We’re now three days down at the 2018 Dakar Rally and we’re deep into the deserts of Peru. What is shining through as bright as the South American sun are those competitors who have seen and done it all before. The bike, car, truck and quad races are all being led by previous winners of the Dakar as the convoy arrives in San Juan de Marcona.
Sam Sunderland (GBR) has won his second stage of this Dakar to regain the lead of the race which he had briefly lost to Joan Barreda (ESP). Spanish rider Barreda made a number of navigation mistakes on the Peruvian dunes as the bikers opened the stage three route. Sunderland ended up close to 30 minutes quicker that Barreda as the British biker took a big step towards defending his two-wheel title today.
“The Dakar’s like this, you have to try and be consistent every day. I’m a bit angry at myself for missing that drop at the end, but one drop out of a thousand is not so bad.” – Sam Sunderland
Sunderland’s fellow Red Bull KTM Factory Team rider Toby Price (AUS) also reaped the dividends of a great display on the path to San Juan de Marcona. The 2016 Dakar winner let rip after two days of cautious riding with third place on today’s stage lifting him to fourth overall.
“The pace is definitely here and we know we can still run at the front.” – Toby Price
Some minor navigational mishaps came the way of KTM trio Matthias Walkner (AUT), Antoine Méo (FRA) and Laia Sanz (ESP) but they all remain on course to achieve their pre-race targets.
Click here to find out who won the pre-race war of words in the Red Bull KTM Factory Team camp.
The experience of 13-time Dakar winner Stéphane Peterhansel (FRA) is coming to bare in the dunes of Peru. “Monsieur Dakar” took charge of the 296km timed special stage between Pisco and San Juan de Marcona to finish stage three on top of the car race general classification. Peterhansel caught up with Peugeot team-mate Cyril Despres (FRA) early in the stage and proceeded to take on the task of navigating from the front.
“We did not drive the stage on full attack, just with a good speed.” – Stéphane Peterhansel
The fastest car of the day belonged to Nasser Al-Attiyah (QAT) and his second Dakar stage win of 2018 has propelled him to third place in the overall rankings. The Qatari had one tyre come out of the rim and suffered a puncture but was still able to close the gap to the leaders today, even if he would have liked to have made up even more time.
“There’s still a long way and we believe our Toyota Hilux is a good car and we’ll do our best like we did today.” – Nasser Al-Attiyah
Five-time bike race winner Despres sits between Peterhansel and Al-Attiyah in second place in the car category. Peterhansel and Despres also have their Peugeot team-mates Carlos Sainz (ESP) and Sébastien Loeb (FRA) in touch with the top of the leaderboard along with the Toyota Hilux of Giniel De Villiers (ZAF).

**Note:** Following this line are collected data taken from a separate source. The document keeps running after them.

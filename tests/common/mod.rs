#![allow(dead_code)]

use std::io::Read;
use std::path::Path;

use flate2::read::GzDecoder;
use tempfile::TempDir;

pub mod test_subscriber;

pub const GZIP_MAGIC: [u8; 2] = [0x1f, 0x8b];

pub fn get_temp_dir() -> TempDir {
    TempDir::new().expect("failed to create temp dir")
}

/// Read a generated table as text, decompressing `.gz` files.
pub fn read_table_text(path: &Path) -> String {
    let raw = std::fs::read(path).expect("failed to read generated file");
    if path.to_string_lossy().ends_with(".gz") {
        assert_eq!(raw[..2], GZIP_MAGIC, "{} is not gzip-compressed", path.display());
        let mut text = String::new();
        GzDecoder::new(raw.as_slice())
            .read_to_string(&mut text)
            .expect("failed to decompress gzip fixture");
        text
    } else {
        assert_ne!(raw.get(..2), Some(&GZIP_MAGIC[..]), "{} should not be compressed", path.display());
        String::from_utf8(raw).expect("plain fixtures should be UTF-8")
    }
}

pub struct ParsedTable {
    pub headers: Vec<String>,
    pub rows: Vec<Vec<f64>>,
}

pub fn parse_table(text: &str) -> ParsedTable {
    let mut lines = text.lines();
    let headers = lines
        .next()
        .expect("table should have a header line")
        .split('\t')
        .map(str::to_owned)
        .collect();
    let rows = lines
        .map(|line| {
            line.split('\t')
                .map(|field| field.parse().unwrap_or_else(|_| panic!("{:?} is not a number", field)))
                .collect()
        })
        .collect();
    ParsedTable { headers, rows }
}

pub fn read_table(path: &Path) -> ParsedTable {
    parse_table(&read_table_text(path))
}
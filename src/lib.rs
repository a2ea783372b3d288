//! Generate reproducible trees of random TSV fixtures.
//!
//! The default [`FixtureSet`] writes this tree under `test_project/`:
//!
//! ```text
//! data/in.tsv
//! data/raw/data_1.tsv
//! data/raw/data_2.tsv
//! data/raw/data_3.tsv.gz
//! data/supplement/figure_1.tsv
//! data/untracked_file.tsv
//! README.md
//! ```
//!
//! Every table has five random five-letter column headers and ten rows of values drawn
//! uniformly from `[0, 1)`. Files ending in `.gz` are gzip-compressed. The random generator
//! is seeded from the fixture set, so the same set always produces the same bytes.
//!
//! ```no_run
//! use tsv_fixtures::{FixtureSet, Generator};
//!
//! let report = Generator::new(FixtureSet::default().with_base_dir("scratch")).run()?;
//! for file in report.files() {
//!     println!("{} {}", file.checksum, file.path);
//! }
//! # Ok::<(), tsv_fixtures::Error>(())
//! ```
pub mod checksum;
pub mod config;
pub mod generator;
pub mod logging;
pub mod paths;
pub mod table;

pub use config::FixtureSet;
pub use generator::{Error, FixtureKind, GeneratedFile, Generator, Report};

“It’s really difficult to find a rhythm, because sometimes you gain confidence over very flowing flat dunes and then suddenly after three, four or five kilometres it’s one which is broken and you cannot see.” – Sébastien Loeb
Football manager André Villas-Boas (POR) is enjoying a great start to his Dakar debut and sits in 41st overall after three days of racing. Find out more about AVB and why the Dakar is in his blood.
There’s no denying the strong position that Kamaz trucker Eduard Nikolaev (RUS) has put himself in after three stages. Nikolaev is not only the defending truck race champion, but is chasing a third title as a driver. It’s so far, so good as he leads the truck category.
It’s hard to image how the 2018 Dakar could have started any better for quad biker Ignacio Casale (CHI). The Chilean former Dakar winner is head and shoulders above the competition as three stage wins have given him a gap of over 25 minutes between himself and his nearest rivals.
“I’ve been training hard for this race for a long time and I’m feeling the benefit of that now.” – Ignacio Casale
Tomorrow’s action starts down on the beach at San Juan de Marcona with the cars setting off in rows of four (Al-Attiyah and three Peugeots on the front row) and bikes heading out 15 at a time. The 330km timed special stage will loop the competitors back to the bivouac. Expect navigation errors to play their part in creating and reducing gaps at the front of the field once again.